Let go of living in the past

To genuinely forgive and forget, you first need to become fully present in the moment. When you're holding onto past grievances and situations, you're keeping yourself stuck living in the past. Reliving the past will leave you feeling stuck in a place of resentment and hurt and unable to move on to a brighter future. Rather than thinking about how the other person has hurt you, sit with your emotions and let yourself feel them. Acknowledge the emotions and feelings when you're ready to face them and sit with them (via Psych Central).

Self-reflect on your emotions and ask yourself whether you fall into the trap of feeling slighted. When you let go of seeing yourself as a victim, you can finally take back control of your life and feelings. Take accountability if you feel you played a role in how your friendship or relationship ended, and forgive yourself.

Forgiveness takes time

You can't force forgiveness. Only when you're truly ready to forgive someone by accepting the situation and your feelings, can you experience the joys that come from moving on. There are two types of forgiveness: decisional and emotional forgiveness, according to Greatist. Decisional forgiveness is when you make an active decision to feel positively towards someone and to forgive them. You may still harbor hurt and anger, but you force yourself to feel positively towards them when you can.

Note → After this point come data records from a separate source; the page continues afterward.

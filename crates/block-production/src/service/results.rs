//! Result drain: write sealed blocks and start the next cycle.

use super::Inner;
use crate::domain::MiningResult;
use crate::error::{BlockProductionError, ChainError, Result};
use crate::ports::WriteStatus;
use crate::utils::unix_now;
use shared_bus::BlockchainEvent;
use shared_types::{Block, Log};
use std::sync::atomic::Ordering;
use std::sync::Arc;
use tokio::sync::mpsc;
use tracing::{error, info, warn};

pub(super) async fn drain_loop(inner: Arc<Inner>, mut results: mpsc::Receiver<Option<MiningResult>>) {
    while let Some(result) = results.recv().await {
        let _ = inner
            .at_work
            .fetch_update(Ordering::SeqCst, Ordering::SeqCst, |n| Some((n - 1).max(0)));

        let Some(result) = result else {
            continue;
        };

        match inner.handle_result(&result) {
            Ok(stale) => {
                let block = &result.block;
                let label = if stale { "stale " } else { "" };
                info!(
                    "[miner] 🔨  Mined {}block (#{} / {})",
                    label,
                    block.number(),
                    hex::encode(&block.hash()[..4])
                );
                inner.metrics.record_mined(stale);
            }
            Err(err) => {
                inner.metrics.record_discarded();
                if err.is_critical() {
                    error!("[miner] sealed block discarded: {}", err);
                } else {
                    warn!("[miner] sealed block discarded: {}", err);
                }
            }
        }

        if let Err(err) = inner.assemble_next().await {
            warn!("[miner] failed to assemble next work: {}", err);
        }
    }
    info!("[miner] result channel closed, drain loop exiting");
}

impl Inner {
    /// Write one sealed block. Returns whether another block holds its
    /// height on the canonical chain.
    #[tracing::instrument(skip_all, fields(number = result.block.number()))]
    fn handle_result(&self, result: &MiningResult) -> Result<bool> {
        let block = &result.block;

        if self.config.full_validation {
            self.deps.chain.insert_chain(vec![block.clone()])?;
            self.post(vec![BlockchainEvent::NewMinedBlock {
                block: block.clone(),
            }]);
        } else {
            self.write_sealed(result)?;
        }

        let stale = self
            .deps
            .chain
            .get_block_by_number(block.number())
            .is_some_and(|canonical| canonical.hash() != block.hash());
        if !stale {
            result.work.local_mined().lock().push(block.number());
        }
        Ok(stale)
    }

    /// Commit the already-executed state and store the block without
    /// re-running its transactions.
    fn write_sealed(&self, result: &MiningResult) -> Result<()> {
        let block = &result.block;
        let work = &result.work;
        let chain = &self.deps.chain;

        work.state().lock().commit(false)?;

        let parent = chain
            .get_block(&block.parent_hash())
            .ok_or(ChainError::UnknownParent(block.parent_hash()))?;
        if let Err(err) =
            self.deps
                .rules
                .validate_header(&self.chain_config, &block.header, &parent.header, unix_now())
        {
            if !err.is_future_block() {
                return Err(BlockProductionError::Chain(err.into()));
            }
        }

        let status = chain.write_block(block)?;

        let hash = block.hash();
        let mut receipts = work.receipts().to_vec();
        for receipt in &mut receipts {
            for log in &mut receipt.logs {
                log.block_hash = hash;
            }
        }
        let logs: Vec<Log> = work
            .state()
            .lock()
            .logs()
            .into_iter()
            .map(|mut log| {
                log.block_hash = hash;
                log
            })
            .collect();

        if status == WriteStatus::Canonical {
            let number = block.number();
            if let Err(err) = chain.write_transactions(block) {
                warn!("[miner] could not index transactions of block #{}: {}", number, err);
            }
            if let Err(err) = chain.write_receipts(&receipts) {
                warn!("[miner] could not index receipts of block #{}: {}", number, err);
            }
            if let Err(err) = chain.write_mipmap_bloom(number, &receipts) {
                warn!("[miner] could not store bloom of block #{}: {}", number, err);
            }
        }

        if let Err(err) = chain.write_block_receipts(&hash, &receipts) {
            warn!("[miner] could not store receipts of block #{}: {}", block.number(), err);
        }
        self.post(announcements(block, status, logs));
        Ok(())
    }
}

fn announcements(block: &Block, status: WriteStatus, logs: Vec<Log>) -> Vec<BlockchainEvent> {
    let mut events = vec![
        BlockchainEvent::NewMinedBlock {
            block: block.clone(),
        },
        BlockchainEvent::ChainUpdated {
            block: block.clone(),
            hash: block.hash(),
            logs: logs.clone(),
        },
    ];
    if status == WriteStatus::Canonical {
        events.push(BlockchainEvent::ChainHead {
            block: block.clone(),
        });
        events.push(BlockchainEvent::MinedLogs { logs });
    }
    events
}
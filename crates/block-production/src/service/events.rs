//! Reaction to chain and pool events.

use super::Inner;
use shared_bus::{BlockchainEvent, Subscription};
use shared_types::SignedTransaction;
use std::sync::atomic::Ordering;
use std::sync::Arc;
use tracing::{debug, info, warn};

pub(super) async fn update_loop(inner: Arc<Inner>, mut events: Subscription) {
    while let Some(event) = events.recv().await {
        match event {
            BlockchainEvent::ChainHead { block } => {
                debug!("[miner] new head #{}, reassembling", block.number());
                if let Err(err) = inner.assemble_next().await {
                    warn!("[miner] failed to assemble work on new head: {}", err);
                }
            }
            BlockchainEvent::ChainSide { block } => {
                debug!("[miner] side block #{} kept as uncle candidate", block.number());
                inner.uncles.lock().await.insert(block.hash(), block);
            }
            BlockchainEvent::TxPre { tx } => {
                if !inner.mining.load(Ordering::SeqCst) {
                    inner.apply_pending_transaction(tx).await;
                }
            }
            _ => {}
        }
    }
    info!("[miner] event bus closed, update loop exiting");
}

impl Inner {
    /// Apply a newly pooled transaction to the pending state.
    async fn apply_pending_transaction(&self, tx: SignedTransaction) {
        let gas_price = self.state.lock().await.gas_price;
        let mut current = self.current.lock().await;
        let Some(shared) = current.as_mut() else {
            return;
        };
        if Arc::get_mut(shared).is_none() {
            *shared = Arc::new(shared.detached());
        }
        let Some(work) = Arc::get_mut(shared) else {
            return;
        };

        let outcome = work.commit_transactions(self.deps.executor.as_ref(), &[tx], gas_price);
        self.post(outcome.events());
    }
}
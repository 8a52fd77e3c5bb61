//! # Log Bloom
//!
//! 2048-bit bloom filter summarising the addresses and topics of a set of
//! logs. Each inserted item sets three bits derived from its keccak digest.

use serde::{Deserialize, Serialize};
use serde_with::{serde_as, Bytes};

use crate::entities::Log;
use crate::hashing::keccak256;

/// Byte length of a bloom.
pub const BLOOM_BYTES: usize = 256;

/// A 2048-bit log bloom.
#[serde_as]
#[derive(Clone, Copy, PartialEq, Eq, Hash, Serialize, Deserialize)]
pub struct Bloom(#[serde_as(as = "Bytes")] pub [u8; BLOOM_BYTES]);

impl Default for Bloom {
    fn default() -> Self {
        Self([0u8; BLOOM_BYTES])
    }
}

impl std::fmt::Debug for Bloom {
    fn fmt(&self, f: &mut std::fmt::Formatter<'_>) -> std::fmt::Result {
        let set = self.0.iter().map(|b| b.count_ones()).sum::<u32>();
        write!(f, "Bloom({set} bits set)")
    }
}

impl Bloom {
    /// Bloom over every address and topic in `logs`.
    #[must_use]
    pub fn from_logs(logs: &[Log]) -> Self {
        let mut bloom = Self::default();
        for log in logs {
            bloom.accrue(&log.address);
            for topic in &log.topics {
                bloom.accrue(topic);
            }
        }
        bloom
    }

    /// Insert `data`.
    pub fn accrue(&mut self, data: &[u8]) {
        for (byte, mask) in bit_positions(data) {
            self.0[byte] |= mask;
        }
    }

    /// OR another bloom into this one.
    pub fn accrue_bloom(&mut self, other: &Bloom) {
        for (dst, src) in self.0.iter_mut().zip(other.0.iter()) {
            *dst |= *src;
        }
    }

    /// Whether `data` may have been inserted. False positives are possible.
    #[must_use]
    pub fn contains(&self, data: &[u8]) -> bool {
        bit_positions(data)
            .into_iter()
            .all(|(byte, mask)| self.0[byte] & mask == mask)
    }

    /// True when no bit is set.
    #[must_use]
    pub fn is_empty(&self) -> bool {
        self.0.iter().all(|b| *b == 0)
    }
}

fn bit_positions(data: &[u8]) -> [(usize, u8); 3] {
    let digest = keccak256(data);
    let mut positions = [(0usize, 0u8); 3];
    for (i, slot) in positions.iter_mut().enumerate() {
        let bit = ((usize::from(digest[2 * i]) << 8) | usize::from(digest[2 * i + 1])) & 2047;
        *slot = (BLOOM_BYTES - 1 - bit / 8, 1u8 << (bit % 8));
    }
    positions
}
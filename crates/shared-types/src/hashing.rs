//! # Hashing Helpers
//!
//! Keccak-256 helpers shared by every crate that needs to identify a block,
//! transaction or receipt.

use sha3::{Digest, Keccak256};

use crate::entities::Hash;

/// Keccak-256 digest of `data`.
#[inline]
pub fn keccak256(data: &[u8]) -> Hash {
    let mut hasher = Keccak256::new();
    hasher.update(data);
    let mut output = [0u8; 32];
    output.copy_from_slice(&hasher.finalize());
    output
}

/// Root of an empty list (also the root of an empty state).
#[must_use]
pub fn empty_root() -> Hash {
    keccak256(&[])
}

/// Commitment over an ordered list of hashes.
///
/// The position of every leaf is part of the commitment, so reordering the
/// list changes the root.
#[must_use]
pub fn ordered_root<I>(leaves: I) -> Hash
where
    I: IntoIterator<Item = Hash>,
{
    let mut buffer = Vec::new();
    for (index, leaf) in leaves.into_iter().enumerate() {
        buffer.extend_from_slice(&(index as u64).to_be_bytes());
        buffer.extend_from_slice(&leaf);
    }
    keccak256(&buffer)
}
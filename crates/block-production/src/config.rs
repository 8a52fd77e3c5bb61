//! Configuration types for block production

use crate::error::{BlockProductionError, Result};
use primitive_types::{U256, U512};
use serde::Deserialize;
use shared_types::Address;

/// Maximum extra-data length accepted in a header.
pub const MAX_EXTRA_DATA: usize = 32;

/// Runtime configuration for the block producer
#[derive(Clone, Debug, Deserialize)]
#[serde(default)]
pub struct MinerConfig {
    /// Initial reward beneficiary
    pub coinbase: Address,

    /// Initial minimum gas price (before the tolerance is applied)
    pub min_gas_price: U256,

    /// Initial header extra data
    pub extra_data: Vec<u8>,

    /// Blocks behind the head at which a locally mined block is reported
    /// as confirmed
    pub confirmation_depth: u64,

    /// Capacity of the result channel agents report on
    pub result_queue_size: usize,

    /// Capacity of each CPU agent's work channel
    pub work_queue_size: usize,

    /// Maximum uncles per block
    pub max_uncles: usize,

    /// Recent ancestors eligible as uncle parents
    pub ancestor_depth: usize,

    /// How far ahead of the local clock a draft timestamp may run before
    /// assembly waits
    pub max_future_secs: u64,

    /// Percentage of the requested minimum gas price that becomes the
    /// effective floor
    pub gas_price_tolerance_pct: u64,

    /// Import sealed blocks through the chain's full validation path
    /// instead of the direct write path
    pub full_validation: bool,
}

impl Default for MinerConfig {
    fn default() -> Self {
        Self {
            coinbase: [0u8; 20],
            min_gas_price: U256::zero(),
            extra_data: Vec::new(),
            confirmation_depth: 5,
            result_queue_size: 10,
            work_queue_size: 1,
            max_uncles: 2,
            ancestor_depth: 7,
            max_future_secs: 4,
            gas_price_tolerance_pct: 90,
            full_validation: false,
        }
    }
}

impl MinerConfig {
    /// Reject configurations the producer cannot run with.
    pub fn validate(&self) -> Result<()> {
        if self.result_queue_size == 0 {
            return Err(BlockProductionError::InvalidConfig(
                "result_queue_size must be non-zero".into(),
            ));
        }
        if self.work_queue_size == 0 {
            return Err(BlockProductionError::InvalidConfig(
                "work_queue_size must be non-zero".into(),
            ));
        }
        if self.extra_data.len() > MAX_EXTRA_DATA {
            return Err(BlockProductionError::InvalidConfig(format!(
                "extra_data is {} bytes, max {}",
                self.extra_data.len(),
                MAX_EXTRA_DATA
            )));
        }
        if self.gas_price_tolerance_pct > 100 {
            return Err(BlockProductionError::InvalidConfig(format!(
                "gas_price_tolerance_pct {} above 100",
                self.gas_price_tolerance_pct
            )));
        }
        Ok(())
    }

    /// Effective floor for a requested minimum gas price.
    pub fn price_floor(&self, requested: U256) -> U256 {
        let scaled = requested.full_mul(U256::from(self.gas_price_tolerance_pct)) / U512::from(100u64);
        U256::try_from(scaled).unwrap_or(U256::MAX)
    }
}

/// Consensus parameters used by the default rules
#[derive(Clone, Debug, Deserialize)]
#[serde(default)]
pub struct RulesConfig {
    /// Difficulty floor
    pub minimum_difficulty: U256,

    /// Parent difficulty divisor for each adjustment step
    pub difficulty_bound_divisor: u64,

    /// Block time below which difficulty rises
    pub duration_limit: u64,

    /// Gas limit floor
    pub min_gas_limit: u64,

    /// Gas limit the chain drifts towards while under it
    pub target_gas_limit: u64,

    /// Parent gas limit divisor bounding each change
    pub gas_limit_bound_divisor: u64,

    /// Reward for sealing a block
    pub block_reward: U256,

    /// Seconds a header timestamp may run ahead of the local clock
    pub allowed_future_secs: u64,
}

impl Default for RulesConfig {
    fn default() -> Self {
        Self {
            minimum_difficulty: U256::from(131_072u64),
            difficulty_bound_divisor: 2048,
            duration_limit: 13,
            min_gas_limit: 5000,
            target_gas_limit: 4_712_388,
            gas_limit_bound_divisor: 1024,
            // 5 ether
            block_reward: U256::from(5_000_000_000_000_000_000u128),
            allowed_future_secs: 15,
        }
    }
}

impl RulesConfig {
    /// Reject parameters the rules would divide by zero with.
    pub fn validate(&self) -> Result<()> {
        if self.difficulty_bound_divisor == 0 {
            return Err(BlockProductionError::InvalidConfig(
                "difficulty_bound_divisor must be non-zero".into(),
            ));
        }
        if self.gas_limit_bound_divisor == 0 {
            return Err(BlockProductionError::InvalidConfig(
                "gas_limit_bound_divisor must be non-zero".into(),
            ));
        }
        Ok(())
    }
}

Emotional forgiveness is the act of genuinely replacing those negative feelings with empathy, understanding, and love. A study in 2019 found that participants who were able to emotionally forgive someone were able to hold that person less responsible for their actions and experienced more cognitive benefits than those who practiced decisional forgiveness. 

Don't get down on yourself if it's taking longer to forgive someone than you had hoped. Genuine forgiveness takes time and patience and eventually, you'll be ready to move on.